## INPUT MATERIAL:
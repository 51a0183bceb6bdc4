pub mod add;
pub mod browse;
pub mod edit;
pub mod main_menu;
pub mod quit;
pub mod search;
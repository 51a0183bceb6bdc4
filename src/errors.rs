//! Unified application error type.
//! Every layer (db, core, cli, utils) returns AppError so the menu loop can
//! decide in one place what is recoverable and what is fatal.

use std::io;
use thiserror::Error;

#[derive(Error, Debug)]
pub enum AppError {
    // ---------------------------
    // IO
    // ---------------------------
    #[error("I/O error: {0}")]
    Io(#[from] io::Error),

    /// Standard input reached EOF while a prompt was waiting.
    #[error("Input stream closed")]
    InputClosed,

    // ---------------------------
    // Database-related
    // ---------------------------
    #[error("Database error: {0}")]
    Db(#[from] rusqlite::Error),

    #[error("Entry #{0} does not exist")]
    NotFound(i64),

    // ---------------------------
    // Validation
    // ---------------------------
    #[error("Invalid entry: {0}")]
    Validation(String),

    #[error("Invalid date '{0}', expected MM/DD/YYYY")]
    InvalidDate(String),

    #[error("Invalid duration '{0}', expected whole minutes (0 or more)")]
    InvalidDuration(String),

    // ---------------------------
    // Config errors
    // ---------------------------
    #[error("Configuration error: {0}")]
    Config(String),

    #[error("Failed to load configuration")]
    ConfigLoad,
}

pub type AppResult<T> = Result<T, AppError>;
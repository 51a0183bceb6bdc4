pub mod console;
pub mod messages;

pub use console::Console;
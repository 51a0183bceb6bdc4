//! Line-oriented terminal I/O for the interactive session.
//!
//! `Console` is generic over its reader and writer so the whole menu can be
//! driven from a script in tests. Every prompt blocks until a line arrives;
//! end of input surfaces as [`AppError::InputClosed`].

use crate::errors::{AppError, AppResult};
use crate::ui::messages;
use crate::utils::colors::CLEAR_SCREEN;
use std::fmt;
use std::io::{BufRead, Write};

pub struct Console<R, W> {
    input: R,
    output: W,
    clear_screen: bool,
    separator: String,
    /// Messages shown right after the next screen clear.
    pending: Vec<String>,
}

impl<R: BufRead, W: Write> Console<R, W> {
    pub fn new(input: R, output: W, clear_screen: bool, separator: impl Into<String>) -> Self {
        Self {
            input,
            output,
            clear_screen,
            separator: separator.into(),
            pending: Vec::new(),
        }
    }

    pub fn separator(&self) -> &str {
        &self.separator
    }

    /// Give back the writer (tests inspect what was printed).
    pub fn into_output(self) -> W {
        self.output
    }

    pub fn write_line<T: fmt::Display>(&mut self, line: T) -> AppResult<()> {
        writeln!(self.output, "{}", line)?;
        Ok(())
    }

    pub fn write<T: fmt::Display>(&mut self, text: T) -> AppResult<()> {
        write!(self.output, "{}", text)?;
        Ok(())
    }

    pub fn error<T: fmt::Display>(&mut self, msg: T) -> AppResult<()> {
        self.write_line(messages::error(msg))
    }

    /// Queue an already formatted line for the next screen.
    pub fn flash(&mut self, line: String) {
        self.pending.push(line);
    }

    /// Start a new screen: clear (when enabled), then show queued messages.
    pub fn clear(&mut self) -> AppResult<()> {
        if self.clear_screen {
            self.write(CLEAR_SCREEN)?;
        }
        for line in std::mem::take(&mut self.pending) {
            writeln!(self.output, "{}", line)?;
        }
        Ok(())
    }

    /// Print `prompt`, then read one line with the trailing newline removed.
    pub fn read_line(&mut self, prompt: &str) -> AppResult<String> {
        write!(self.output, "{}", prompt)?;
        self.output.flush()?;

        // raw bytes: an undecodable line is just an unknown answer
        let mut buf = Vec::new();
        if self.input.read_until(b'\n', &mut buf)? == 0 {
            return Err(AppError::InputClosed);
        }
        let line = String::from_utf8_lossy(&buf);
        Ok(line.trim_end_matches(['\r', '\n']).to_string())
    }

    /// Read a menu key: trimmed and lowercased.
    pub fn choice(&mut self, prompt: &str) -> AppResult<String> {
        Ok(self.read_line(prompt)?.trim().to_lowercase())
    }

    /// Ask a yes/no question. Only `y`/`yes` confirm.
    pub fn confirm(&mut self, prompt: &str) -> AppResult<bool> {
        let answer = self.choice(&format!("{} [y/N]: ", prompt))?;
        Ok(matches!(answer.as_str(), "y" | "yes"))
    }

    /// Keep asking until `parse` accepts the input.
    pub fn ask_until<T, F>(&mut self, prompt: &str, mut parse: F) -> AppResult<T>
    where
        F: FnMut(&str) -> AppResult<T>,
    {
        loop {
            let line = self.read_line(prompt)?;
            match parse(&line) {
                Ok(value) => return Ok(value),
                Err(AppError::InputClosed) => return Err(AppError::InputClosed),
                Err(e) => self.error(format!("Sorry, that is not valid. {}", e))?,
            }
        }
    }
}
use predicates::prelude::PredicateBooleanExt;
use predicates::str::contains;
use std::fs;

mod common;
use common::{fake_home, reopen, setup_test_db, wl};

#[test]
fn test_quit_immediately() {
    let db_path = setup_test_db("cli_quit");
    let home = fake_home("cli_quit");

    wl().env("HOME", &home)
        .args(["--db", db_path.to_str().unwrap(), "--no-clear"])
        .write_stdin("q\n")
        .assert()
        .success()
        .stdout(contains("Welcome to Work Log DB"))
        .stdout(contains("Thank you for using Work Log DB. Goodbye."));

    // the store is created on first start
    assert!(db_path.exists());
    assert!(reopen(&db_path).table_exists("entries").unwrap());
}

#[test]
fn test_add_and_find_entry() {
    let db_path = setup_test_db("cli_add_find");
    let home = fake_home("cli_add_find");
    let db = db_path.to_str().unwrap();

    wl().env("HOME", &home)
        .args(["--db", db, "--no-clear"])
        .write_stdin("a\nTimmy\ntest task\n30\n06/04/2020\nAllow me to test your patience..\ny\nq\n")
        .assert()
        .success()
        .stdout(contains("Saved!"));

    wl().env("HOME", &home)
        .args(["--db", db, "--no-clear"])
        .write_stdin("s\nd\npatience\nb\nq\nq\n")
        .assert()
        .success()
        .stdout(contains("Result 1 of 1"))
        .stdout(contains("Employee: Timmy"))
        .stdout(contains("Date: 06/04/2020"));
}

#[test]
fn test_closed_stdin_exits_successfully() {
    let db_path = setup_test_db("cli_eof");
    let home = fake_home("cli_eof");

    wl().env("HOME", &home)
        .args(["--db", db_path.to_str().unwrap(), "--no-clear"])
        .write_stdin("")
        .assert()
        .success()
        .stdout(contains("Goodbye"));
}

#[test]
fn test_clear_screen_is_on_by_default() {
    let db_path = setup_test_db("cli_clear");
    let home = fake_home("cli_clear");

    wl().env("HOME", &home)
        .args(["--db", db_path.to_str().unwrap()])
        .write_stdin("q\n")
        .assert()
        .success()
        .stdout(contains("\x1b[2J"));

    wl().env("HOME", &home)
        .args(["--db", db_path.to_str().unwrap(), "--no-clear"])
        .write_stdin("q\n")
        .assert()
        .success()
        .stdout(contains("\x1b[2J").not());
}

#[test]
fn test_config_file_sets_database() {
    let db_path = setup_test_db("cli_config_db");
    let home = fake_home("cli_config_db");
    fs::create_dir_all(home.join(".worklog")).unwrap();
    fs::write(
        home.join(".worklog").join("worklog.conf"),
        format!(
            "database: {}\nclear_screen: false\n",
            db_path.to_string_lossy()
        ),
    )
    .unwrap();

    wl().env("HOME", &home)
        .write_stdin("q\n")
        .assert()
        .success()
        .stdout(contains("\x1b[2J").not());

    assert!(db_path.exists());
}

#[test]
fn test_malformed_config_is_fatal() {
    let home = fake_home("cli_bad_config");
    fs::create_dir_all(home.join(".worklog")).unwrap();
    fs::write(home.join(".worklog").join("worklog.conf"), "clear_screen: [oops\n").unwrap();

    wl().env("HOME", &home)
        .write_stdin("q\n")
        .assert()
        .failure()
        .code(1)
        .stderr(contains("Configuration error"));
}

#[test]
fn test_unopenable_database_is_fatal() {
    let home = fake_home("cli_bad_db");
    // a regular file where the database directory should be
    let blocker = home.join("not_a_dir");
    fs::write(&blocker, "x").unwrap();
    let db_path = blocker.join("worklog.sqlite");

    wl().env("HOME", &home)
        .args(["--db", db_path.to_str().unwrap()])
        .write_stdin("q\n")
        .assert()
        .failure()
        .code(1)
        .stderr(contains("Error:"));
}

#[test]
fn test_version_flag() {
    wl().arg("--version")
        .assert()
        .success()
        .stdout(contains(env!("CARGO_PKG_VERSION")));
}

## TASK:
Going through the material above, how many lines contain the word "utils"? Write only the number.

## OUTPUT FOR THIS TASK:
2